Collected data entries
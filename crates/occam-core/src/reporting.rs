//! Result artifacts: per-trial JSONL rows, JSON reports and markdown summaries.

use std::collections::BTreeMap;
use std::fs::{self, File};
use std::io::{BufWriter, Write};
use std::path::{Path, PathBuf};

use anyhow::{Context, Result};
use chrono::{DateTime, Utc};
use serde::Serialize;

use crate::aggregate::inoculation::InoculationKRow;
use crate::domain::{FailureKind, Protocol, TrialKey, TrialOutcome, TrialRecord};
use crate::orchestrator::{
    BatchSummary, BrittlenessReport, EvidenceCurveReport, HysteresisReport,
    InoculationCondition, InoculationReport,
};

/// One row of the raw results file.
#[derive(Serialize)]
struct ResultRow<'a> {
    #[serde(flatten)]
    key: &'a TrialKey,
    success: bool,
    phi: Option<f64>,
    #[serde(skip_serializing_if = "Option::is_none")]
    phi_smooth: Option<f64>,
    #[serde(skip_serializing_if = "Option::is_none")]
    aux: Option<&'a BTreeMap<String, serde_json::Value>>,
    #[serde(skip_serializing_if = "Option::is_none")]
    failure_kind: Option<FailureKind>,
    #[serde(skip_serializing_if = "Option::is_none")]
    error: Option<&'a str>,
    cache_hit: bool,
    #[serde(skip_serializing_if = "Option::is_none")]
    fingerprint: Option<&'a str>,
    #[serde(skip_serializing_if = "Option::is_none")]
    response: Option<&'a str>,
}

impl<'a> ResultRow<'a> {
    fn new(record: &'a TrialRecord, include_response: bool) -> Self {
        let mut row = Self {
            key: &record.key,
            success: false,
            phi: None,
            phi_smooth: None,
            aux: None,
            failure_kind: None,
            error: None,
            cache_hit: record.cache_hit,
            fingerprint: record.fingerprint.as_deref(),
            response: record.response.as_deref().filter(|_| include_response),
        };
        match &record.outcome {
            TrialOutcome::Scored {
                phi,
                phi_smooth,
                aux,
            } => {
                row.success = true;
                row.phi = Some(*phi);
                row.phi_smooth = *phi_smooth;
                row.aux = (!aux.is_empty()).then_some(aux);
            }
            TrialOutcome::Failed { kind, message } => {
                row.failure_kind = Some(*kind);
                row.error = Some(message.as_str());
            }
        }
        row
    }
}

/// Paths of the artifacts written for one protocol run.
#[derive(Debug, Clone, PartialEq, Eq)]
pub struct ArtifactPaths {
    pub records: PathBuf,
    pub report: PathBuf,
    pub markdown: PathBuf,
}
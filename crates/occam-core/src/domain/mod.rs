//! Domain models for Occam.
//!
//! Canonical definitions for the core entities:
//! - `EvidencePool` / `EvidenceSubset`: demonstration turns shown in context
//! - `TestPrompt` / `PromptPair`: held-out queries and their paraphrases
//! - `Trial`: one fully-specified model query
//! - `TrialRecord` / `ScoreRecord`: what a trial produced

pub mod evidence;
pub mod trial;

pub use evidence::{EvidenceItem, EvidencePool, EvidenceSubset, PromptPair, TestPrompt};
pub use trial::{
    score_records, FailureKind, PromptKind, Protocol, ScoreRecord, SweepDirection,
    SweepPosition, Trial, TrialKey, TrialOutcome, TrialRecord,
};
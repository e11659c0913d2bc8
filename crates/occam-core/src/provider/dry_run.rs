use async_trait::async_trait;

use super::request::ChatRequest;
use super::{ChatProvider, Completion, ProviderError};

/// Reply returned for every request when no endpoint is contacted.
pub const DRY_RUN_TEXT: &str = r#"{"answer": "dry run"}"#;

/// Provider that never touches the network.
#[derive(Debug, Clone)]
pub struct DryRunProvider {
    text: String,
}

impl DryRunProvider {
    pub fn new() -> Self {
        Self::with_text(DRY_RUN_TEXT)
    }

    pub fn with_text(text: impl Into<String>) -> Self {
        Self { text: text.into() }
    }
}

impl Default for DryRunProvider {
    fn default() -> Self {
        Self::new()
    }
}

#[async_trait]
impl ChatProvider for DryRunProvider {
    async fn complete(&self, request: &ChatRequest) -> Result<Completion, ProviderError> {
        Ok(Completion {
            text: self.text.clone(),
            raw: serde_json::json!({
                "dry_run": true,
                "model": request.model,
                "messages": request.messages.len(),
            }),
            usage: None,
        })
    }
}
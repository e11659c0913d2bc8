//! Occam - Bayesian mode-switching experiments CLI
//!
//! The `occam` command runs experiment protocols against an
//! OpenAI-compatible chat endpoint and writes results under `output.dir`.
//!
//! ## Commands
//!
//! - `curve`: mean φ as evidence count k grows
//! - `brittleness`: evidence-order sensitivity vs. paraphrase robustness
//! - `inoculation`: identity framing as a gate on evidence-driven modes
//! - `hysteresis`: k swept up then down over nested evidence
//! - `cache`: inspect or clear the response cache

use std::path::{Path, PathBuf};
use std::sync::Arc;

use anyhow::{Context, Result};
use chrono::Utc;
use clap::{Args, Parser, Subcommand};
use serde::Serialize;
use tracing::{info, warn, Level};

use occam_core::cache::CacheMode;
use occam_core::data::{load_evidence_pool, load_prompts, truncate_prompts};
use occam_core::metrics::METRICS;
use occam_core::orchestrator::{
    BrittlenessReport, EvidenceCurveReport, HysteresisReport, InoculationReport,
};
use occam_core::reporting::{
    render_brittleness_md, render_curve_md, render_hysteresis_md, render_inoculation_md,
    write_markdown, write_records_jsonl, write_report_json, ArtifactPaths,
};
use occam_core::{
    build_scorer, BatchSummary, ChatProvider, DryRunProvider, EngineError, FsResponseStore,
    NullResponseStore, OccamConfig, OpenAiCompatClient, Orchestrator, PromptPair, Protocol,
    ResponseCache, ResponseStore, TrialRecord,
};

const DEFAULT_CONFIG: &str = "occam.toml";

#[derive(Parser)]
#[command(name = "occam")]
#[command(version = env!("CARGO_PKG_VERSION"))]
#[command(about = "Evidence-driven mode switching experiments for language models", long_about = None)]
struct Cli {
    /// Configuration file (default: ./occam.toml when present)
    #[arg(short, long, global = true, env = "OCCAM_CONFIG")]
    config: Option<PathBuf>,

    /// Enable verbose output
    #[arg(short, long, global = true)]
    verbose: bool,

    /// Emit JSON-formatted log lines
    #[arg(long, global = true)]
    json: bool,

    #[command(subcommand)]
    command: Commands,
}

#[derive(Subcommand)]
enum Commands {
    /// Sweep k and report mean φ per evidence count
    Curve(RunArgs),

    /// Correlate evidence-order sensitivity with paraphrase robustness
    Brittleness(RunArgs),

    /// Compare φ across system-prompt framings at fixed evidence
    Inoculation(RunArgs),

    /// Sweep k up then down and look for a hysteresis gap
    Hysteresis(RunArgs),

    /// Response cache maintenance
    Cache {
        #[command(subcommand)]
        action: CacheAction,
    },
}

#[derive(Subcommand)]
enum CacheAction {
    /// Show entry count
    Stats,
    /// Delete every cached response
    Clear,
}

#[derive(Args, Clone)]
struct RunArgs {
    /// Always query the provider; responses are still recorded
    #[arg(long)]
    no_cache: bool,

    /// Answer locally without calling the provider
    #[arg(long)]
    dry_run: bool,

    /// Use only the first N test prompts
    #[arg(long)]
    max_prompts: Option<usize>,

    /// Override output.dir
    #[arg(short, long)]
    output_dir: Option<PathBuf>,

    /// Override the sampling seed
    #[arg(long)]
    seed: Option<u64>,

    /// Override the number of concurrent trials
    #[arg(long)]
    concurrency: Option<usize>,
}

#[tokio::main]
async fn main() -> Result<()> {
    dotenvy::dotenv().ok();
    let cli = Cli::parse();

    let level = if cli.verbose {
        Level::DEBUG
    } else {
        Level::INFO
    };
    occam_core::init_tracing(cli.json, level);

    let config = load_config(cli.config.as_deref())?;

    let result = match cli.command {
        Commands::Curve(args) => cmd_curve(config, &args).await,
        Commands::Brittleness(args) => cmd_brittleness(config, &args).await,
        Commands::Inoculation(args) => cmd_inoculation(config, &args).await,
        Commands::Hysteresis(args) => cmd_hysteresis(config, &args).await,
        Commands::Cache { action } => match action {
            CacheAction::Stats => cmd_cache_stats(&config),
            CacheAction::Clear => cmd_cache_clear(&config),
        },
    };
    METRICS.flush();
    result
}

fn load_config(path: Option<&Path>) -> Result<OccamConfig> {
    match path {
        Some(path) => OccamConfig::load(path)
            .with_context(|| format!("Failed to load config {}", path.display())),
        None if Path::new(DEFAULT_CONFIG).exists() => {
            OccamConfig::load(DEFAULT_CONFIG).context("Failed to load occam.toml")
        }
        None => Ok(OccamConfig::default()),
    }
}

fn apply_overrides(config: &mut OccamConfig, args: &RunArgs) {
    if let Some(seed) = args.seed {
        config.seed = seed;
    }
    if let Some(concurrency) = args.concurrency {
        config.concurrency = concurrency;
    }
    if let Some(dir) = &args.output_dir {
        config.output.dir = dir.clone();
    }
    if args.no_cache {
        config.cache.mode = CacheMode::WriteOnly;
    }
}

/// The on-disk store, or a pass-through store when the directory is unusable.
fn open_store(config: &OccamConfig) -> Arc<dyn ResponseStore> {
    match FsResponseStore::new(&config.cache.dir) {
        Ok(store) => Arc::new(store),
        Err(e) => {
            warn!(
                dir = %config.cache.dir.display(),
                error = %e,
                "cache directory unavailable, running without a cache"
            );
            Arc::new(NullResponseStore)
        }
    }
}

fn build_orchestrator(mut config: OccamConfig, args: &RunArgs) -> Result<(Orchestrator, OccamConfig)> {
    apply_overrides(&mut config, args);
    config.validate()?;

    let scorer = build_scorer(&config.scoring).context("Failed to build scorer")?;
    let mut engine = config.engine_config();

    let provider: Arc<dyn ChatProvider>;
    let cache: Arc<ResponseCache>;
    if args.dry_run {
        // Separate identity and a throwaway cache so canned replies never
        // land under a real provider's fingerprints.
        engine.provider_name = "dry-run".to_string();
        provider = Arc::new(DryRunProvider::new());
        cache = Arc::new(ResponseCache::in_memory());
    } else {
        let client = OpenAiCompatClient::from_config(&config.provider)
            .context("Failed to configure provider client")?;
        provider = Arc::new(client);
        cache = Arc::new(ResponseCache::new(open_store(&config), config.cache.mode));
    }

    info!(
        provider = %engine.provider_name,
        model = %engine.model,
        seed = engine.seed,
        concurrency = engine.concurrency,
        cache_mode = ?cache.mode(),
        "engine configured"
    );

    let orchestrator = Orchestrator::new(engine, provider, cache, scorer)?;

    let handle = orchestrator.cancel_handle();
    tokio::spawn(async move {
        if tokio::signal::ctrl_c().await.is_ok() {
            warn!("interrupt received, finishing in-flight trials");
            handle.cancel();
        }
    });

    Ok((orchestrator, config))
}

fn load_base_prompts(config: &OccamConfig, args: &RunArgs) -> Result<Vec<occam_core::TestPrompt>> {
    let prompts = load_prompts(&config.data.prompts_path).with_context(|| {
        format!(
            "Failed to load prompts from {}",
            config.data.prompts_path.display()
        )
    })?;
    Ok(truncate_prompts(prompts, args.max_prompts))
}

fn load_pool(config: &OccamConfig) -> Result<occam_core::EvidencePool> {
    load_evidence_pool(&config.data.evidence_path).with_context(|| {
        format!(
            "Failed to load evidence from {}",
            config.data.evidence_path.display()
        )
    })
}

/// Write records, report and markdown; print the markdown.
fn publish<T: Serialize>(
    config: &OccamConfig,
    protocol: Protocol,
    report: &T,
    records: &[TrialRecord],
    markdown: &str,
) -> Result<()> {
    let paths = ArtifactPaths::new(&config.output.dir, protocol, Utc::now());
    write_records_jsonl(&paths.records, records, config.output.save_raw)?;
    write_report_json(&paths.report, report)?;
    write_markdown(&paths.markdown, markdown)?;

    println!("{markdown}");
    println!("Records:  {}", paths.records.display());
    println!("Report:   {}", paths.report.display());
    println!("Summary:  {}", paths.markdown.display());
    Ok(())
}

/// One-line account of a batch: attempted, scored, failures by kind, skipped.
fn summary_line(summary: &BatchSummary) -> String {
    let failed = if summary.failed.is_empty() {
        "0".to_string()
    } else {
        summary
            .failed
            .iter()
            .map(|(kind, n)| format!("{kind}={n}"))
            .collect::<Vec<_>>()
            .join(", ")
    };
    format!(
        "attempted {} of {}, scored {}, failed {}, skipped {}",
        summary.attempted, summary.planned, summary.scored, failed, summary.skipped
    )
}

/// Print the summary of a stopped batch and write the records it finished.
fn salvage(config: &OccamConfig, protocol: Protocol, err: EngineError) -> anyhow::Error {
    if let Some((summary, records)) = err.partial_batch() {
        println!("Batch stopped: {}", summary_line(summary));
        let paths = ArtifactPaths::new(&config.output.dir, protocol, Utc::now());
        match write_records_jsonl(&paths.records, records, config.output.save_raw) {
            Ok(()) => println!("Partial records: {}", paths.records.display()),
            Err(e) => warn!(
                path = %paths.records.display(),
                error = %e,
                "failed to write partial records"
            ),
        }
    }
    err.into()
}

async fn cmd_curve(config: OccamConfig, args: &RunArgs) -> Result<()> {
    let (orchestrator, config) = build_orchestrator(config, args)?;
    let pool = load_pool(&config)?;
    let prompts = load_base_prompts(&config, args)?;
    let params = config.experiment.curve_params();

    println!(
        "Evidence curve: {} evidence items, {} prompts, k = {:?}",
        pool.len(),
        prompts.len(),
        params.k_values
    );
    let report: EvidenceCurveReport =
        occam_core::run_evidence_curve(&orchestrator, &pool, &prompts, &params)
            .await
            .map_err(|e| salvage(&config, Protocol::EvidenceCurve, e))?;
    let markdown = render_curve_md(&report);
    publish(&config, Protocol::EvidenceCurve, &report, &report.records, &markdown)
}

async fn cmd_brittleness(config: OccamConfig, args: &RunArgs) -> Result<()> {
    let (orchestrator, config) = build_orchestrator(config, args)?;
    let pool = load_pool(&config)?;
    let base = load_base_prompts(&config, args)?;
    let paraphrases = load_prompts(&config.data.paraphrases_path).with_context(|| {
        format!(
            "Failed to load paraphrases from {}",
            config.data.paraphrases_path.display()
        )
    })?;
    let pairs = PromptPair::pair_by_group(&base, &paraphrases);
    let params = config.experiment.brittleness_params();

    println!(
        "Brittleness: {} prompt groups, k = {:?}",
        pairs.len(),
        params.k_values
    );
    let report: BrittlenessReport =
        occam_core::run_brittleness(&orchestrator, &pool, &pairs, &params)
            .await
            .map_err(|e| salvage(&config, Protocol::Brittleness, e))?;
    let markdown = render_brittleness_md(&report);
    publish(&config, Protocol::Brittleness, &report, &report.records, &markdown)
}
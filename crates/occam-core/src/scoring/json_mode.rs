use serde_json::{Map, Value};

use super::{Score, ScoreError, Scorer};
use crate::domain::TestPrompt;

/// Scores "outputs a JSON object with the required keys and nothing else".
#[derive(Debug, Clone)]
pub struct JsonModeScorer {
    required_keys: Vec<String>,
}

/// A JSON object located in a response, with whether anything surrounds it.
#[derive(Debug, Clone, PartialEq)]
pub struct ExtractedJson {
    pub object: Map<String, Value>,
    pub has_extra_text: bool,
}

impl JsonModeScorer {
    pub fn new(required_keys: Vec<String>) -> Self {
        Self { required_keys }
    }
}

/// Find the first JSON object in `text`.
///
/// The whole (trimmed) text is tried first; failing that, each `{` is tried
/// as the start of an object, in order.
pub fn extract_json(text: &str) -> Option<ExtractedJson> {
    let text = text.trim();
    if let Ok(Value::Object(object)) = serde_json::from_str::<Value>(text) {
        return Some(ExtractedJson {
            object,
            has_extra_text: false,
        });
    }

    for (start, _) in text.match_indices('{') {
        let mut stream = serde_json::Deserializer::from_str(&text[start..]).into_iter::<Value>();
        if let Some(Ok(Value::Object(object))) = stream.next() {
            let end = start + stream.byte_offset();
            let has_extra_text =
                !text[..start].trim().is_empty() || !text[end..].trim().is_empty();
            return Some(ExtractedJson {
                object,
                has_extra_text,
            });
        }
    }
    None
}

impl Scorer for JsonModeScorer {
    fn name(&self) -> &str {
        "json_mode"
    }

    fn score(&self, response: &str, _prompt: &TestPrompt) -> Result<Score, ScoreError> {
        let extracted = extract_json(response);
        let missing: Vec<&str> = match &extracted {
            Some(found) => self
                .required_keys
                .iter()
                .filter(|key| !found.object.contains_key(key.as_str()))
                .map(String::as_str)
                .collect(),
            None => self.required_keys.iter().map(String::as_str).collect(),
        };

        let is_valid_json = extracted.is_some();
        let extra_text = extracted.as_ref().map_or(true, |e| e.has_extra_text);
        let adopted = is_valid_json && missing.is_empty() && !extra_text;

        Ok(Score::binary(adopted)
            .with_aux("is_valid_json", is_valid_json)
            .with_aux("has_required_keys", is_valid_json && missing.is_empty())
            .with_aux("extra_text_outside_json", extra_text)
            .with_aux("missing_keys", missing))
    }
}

# [The task]
State how many lines of the records above hold the word "ChatRequest", adding nothing beyond the number.

# [Answer section]
2